For machine learning applications and research, we provide a custom [PyTorch Geometric](https://pytorch-geometric.readthedocs.io/en/stable/) dataset in the form of a python package.
For installations via pip, run
The raw datasets, consisting of the 2 and 3 manifolds with up to 10
vertices, can be manually downloaded
[here](https://github.com/aidos-lab/mantra/releases/latest).

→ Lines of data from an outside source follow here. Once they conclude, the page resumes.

use request_log_sink::http::{RequestInfo, ResponseInfo};
use request_log_sink::init::init_request_logging;
use request_log_sink::RequestLoggingConfig;
use std::fs;
use std::path::Path;
use tempfile::TempDir;

fn log_files(dir: &Path) -> Vec<String> {
    let mut names: Vec<String> = fs::read_dir(dir)
        .unwrap()
        .map(|e| e.unwrap().file_name().to_string_lossy().into_owned())
        .filter(|n| n.starts_with("request-") && n.ends_with(".log"))
        .collect();
    names.sort();
    names
}

fn sequence(name: &str) -> u32 {
    let stem = name.trim_end_matches(".log");
    stem.rsplit_once('-').unwrap().1.parse().unwrap()
}

#[tokio::test(flavor = "multi_thread", worker_threads = 2)]
async fn size_rotation_keeps_newest_files() {
    let dir = TempDir::new().unwrap();
    let config = RequestLoggingConfig {
        sinks: vec!["file".into()],
        log_file_base_dir: dir.path().to_path_buf(),
        log_file_strategy: "size".into(),
        max_file_size: "1KB".into(),
        max_files: 3,
        ..Default::default()
    };
    let logger = init_request_logging(config);
    assert_eq!(logger.sinks().names(), vec!["file"]);

    let body = "x".repeat(200);
    for i in 0..40 {
        let request = RequestInfo::new("POST", "/upload").with_body(body.clone().into_bytes());
        let mut ctx = logger.begin(Some(&format!("req-{i}")));
        logger.log_start(&mut ctx, &request).await;
        logger
            .log_complete(&mut ctx, &request, &ResponseInfo::new(200))
            .await;
        logger.finish(ctx);
    }
    logger.shutdown().await;

    let files = log_files(dir.path());
    assert!(files.len() >= 2 && files.len() <= 3, "{files:?}");

    let newest = files.iter().max_by_key(|n| sequence(n)).unwrap();
    assert!(sequence(newest) >= 3);
    let text = fs::read_to_string(dir.path().join(newest)).unwrap();
    assert!(text.contains("Trace ID      : req-39"));
}

#[tokio::test(flavor = "multi_thread", worker_threads = 4)]
async fn concurrent_async_writes_stay_whole() {
    let dir = TempDir::new().unwrap();
    let config = RequestLoggingConfig {
        sinks: vec!["file".into()],
        log_file_base_dir: dir.path().join("nested").join("logs"),
        async_logging: true,
        async_workers: 4,
        ..Default::default()
    };
    let logger = init_request_logging(config);

    for i in 0..100 {
        let request = RequestInfo::new("GET", "/orders").with_query(format!("page={i}"));
        let mut ctx = logger.begin(Some(&format!("req-{i}")));
        logger.log_start(&mut ctx, &request).await;
        logger
            .log_complete(&mut ctx, &request, &ResponseInfo::new(200))
            .await;
        logger.finish(ctx);
    }
    logger.shutdown().await;

    let logs = dir.path().join("nested").join("logs");
    let files = log_files(&logs);
    assert_eq!(files.len(), 1, "{files:?}");

    let text = fs::read_to_string(logs.join(&files[0])).unwrap();
    assert_eq!(text.matches(">>> Request Start >>>").count(), 100);
    assert_eq!(text.matches("<<< Request End <<<").count(), 100);
    assert_eq!(text.matches("Trace ID      : ").count(), 200);

    // Every block is contiguous: its trace id line sits right between the
    // flag/timestamp header and the method line.
    for block in text.split(">>> Request Start >>>").skip(1) {
        let trace = block.find("Trace ID").unwrap();
        let method = block.find("Method").unwrap();
        assert!(trace < method);
    }
}
use std::time::Instant;

use request_log_sink::config::RequestLoggingConfig;
use request_log_sink::http::{RequestInfo, ResponseInfo};
use request_log_sink::init::init_request_logging_with_sinks;
use request_log_sink::noop_sink::NoopSink;

#[tokio::main]
async fn main() {
    let config = RequestLoggingConfig {
        sinks: Vec::new(),
        sampling_rate: 100.0,
        ..Default::default()
    };
    let logger = init_request_logging_with_sinks(config, vec![Box::new(NoopSink)]);

    let n: u64 = 100_000;
    let request = RequestInfo::new("GET", "/orders/42")
        .with_header("User-Agent", "sync-load")
        .with_remote_addr("127.0.0.1");
    let response = ResponseInfo::new(200).with_body(br#"{"id":42}"#.to_vec());

    let start = Instant::now();
    for _ in 0..n {
        let mut ctx = logger.begin(None);
        logger.log_start(&mut ctx, &request).await;
        logger.log_complete(&mut ctx, &request, &response).await;
        logger.finish(ctx);
    }
    let elapsed = start.elapsed();

    let pool = logger.pool().stats().snapshot();
    println!(
        "sync dispatch: {} requests in {:?} (~{:.0} req/s), pool hits {} misses {}",
        n,
        elapsed,
        n as f64 / elapsed.as_secs_f64(),
        pool.hits,
        pool.misses
    );

    logger.shutdown().await;
}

A pytorch geometric wrapper for the dataset is installable via the following
command.
```python
pip install mantra-dataset
```
After installation the dataset can be used with the follwing snippet.
```python
from mantra.datasets import ManifoldTriangulations
dataset = ManifoldTriangulations(root="./data", manifold="2", version="latest")
```
## Folder Structure
## Data Format
> This section is mostly *information-oriented* and provides a brief
> overview of the data format, followed by a short [example](#example).
Each dataset consists of a list of triangulations, with each
triangulation having the following attributes:
* `id` (required, `str`): This attribute refers to the original ID of
the triangulation as used by the creator of the dataset (see
[below](#acknowledgments)). This facilitates comparisons to the
original dataset if necessary.
* `triangulation` (required, `list` of `list` of `int`): A doubly-nested
list of the top-level simplices of the triangulation.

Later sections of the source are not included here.